Secondo quanto emerso dalle indagini, il quadro che viene delineato risulta particolarmente allarmante. Si trattava di un sistema criminale che aggirava deliberatamente la legge e i controlli dello Stato, trasformando i meccanismi del Decreto Flussi in uno strumento di illecito profitto. Le reti criminali senza scrupoli sfruttavano la vulnerabilità sociale ed economica di centinaia di cittadini extracomunitari, costringendoli a vendere ogni proprio avere nei paesi d’origine o a indebitarsi per pagare cifre astronomiche al fine di ottenere finti visti e permessi di soggiorno.
Secondo le indagini, è stato documentato un vero e proprio capovolgimento della dignità del lavoro.
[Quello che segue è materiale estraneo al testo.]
//! Word extraction for review documents.

use std::collections::HashSet;
use std::fs;
use std::path::Path;

use crate::error::Result;

/// ASCII punctuation replaced by spaces before splitting.
const PUNCTUATION: &str = "!\"#$%&'()*+,-./:;<=>?@[\\]^_`{|}~";

/// Splits documents into lowercase words, dropping punctuation, short
/// words and (optionally) stopwords and digits.
#[derive(Debug, Clone, Default)]
pub struct Tokenizer {
    stopwords: HashSet<String>,
    strip_digits: bool,
}

impl Tokenizer {
    /// A tokenizer keeping every word longer than two characters.
    pub fn new() -> Self {
        Self::default()
    }

    /// Drops the given words after lowercasing.
    pub fn with_stopwords(mut self, stopwords: HashSet<String>) -> Self {
        self.stopwords = stopwords;
        self
    }

    /// Treats digits like punctuation.
    pub fn strip_digits(mut self) -> Self {
        self.strip_digits = true;
        self
    }

    /// The words of `text`: lowercased, punctuation replaced by spaces,
    /// keeping only words longer than two characters that are not
    /// stopwords.
    pub fn words(&self, text: &str) -> Vec<String> {
        let lowered = text.to_lowercase();
        let cleaned: String = lowered
            .chars()
            .map(|c| {
                if PUNCTUATION.contains(c) || (self.strip_digits && c.is_ascii_digit()) {
                    ' '
                } else {
                    c
                }
            })
            .collect();
        cleaned
            .split_whitespace()
            .filter(|w| w.chars().count() > 2 && !self.stopwords.contains(*w))
            .map(str::to_owned)
            .collect()
    }
}

/// Loads a whitespace-separated stopword listing.
pub fn load_stopwords(path: &Path) -> Result<HashSet<String>> {
    let text = fs::read_to_string(path)?;
    Ok(text.split_whitespace().map(str::to_owned).collect())
}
I lavoratori impiegati in nero si trovavano nella condizione di dover versare denaro ai propri datori di lavoro compiacenti. L’organizzazione criminale risultava radicata e ramificata in diverse province d’Italia, e una cellula operativa di questa rete è stata smantellata anche nella provincia di Ragusa.
Sallemi ha sottolineato come questa operazione rappresenti una conferma della grande attenzione del Governo Meloni nel contrastare l’immigrazione clandestina, il caporalato e lo sfruttamento del lavoro. Il senatore ha voluto lanciare un messaggio chiaro: chi intende aggirare le piattaforme dello Stato e arricchirsi sulla pelle dei lavoratori deve sapere che le istituzioni e le forze dell’ordine sono in prima linea per ripristinare la legalità.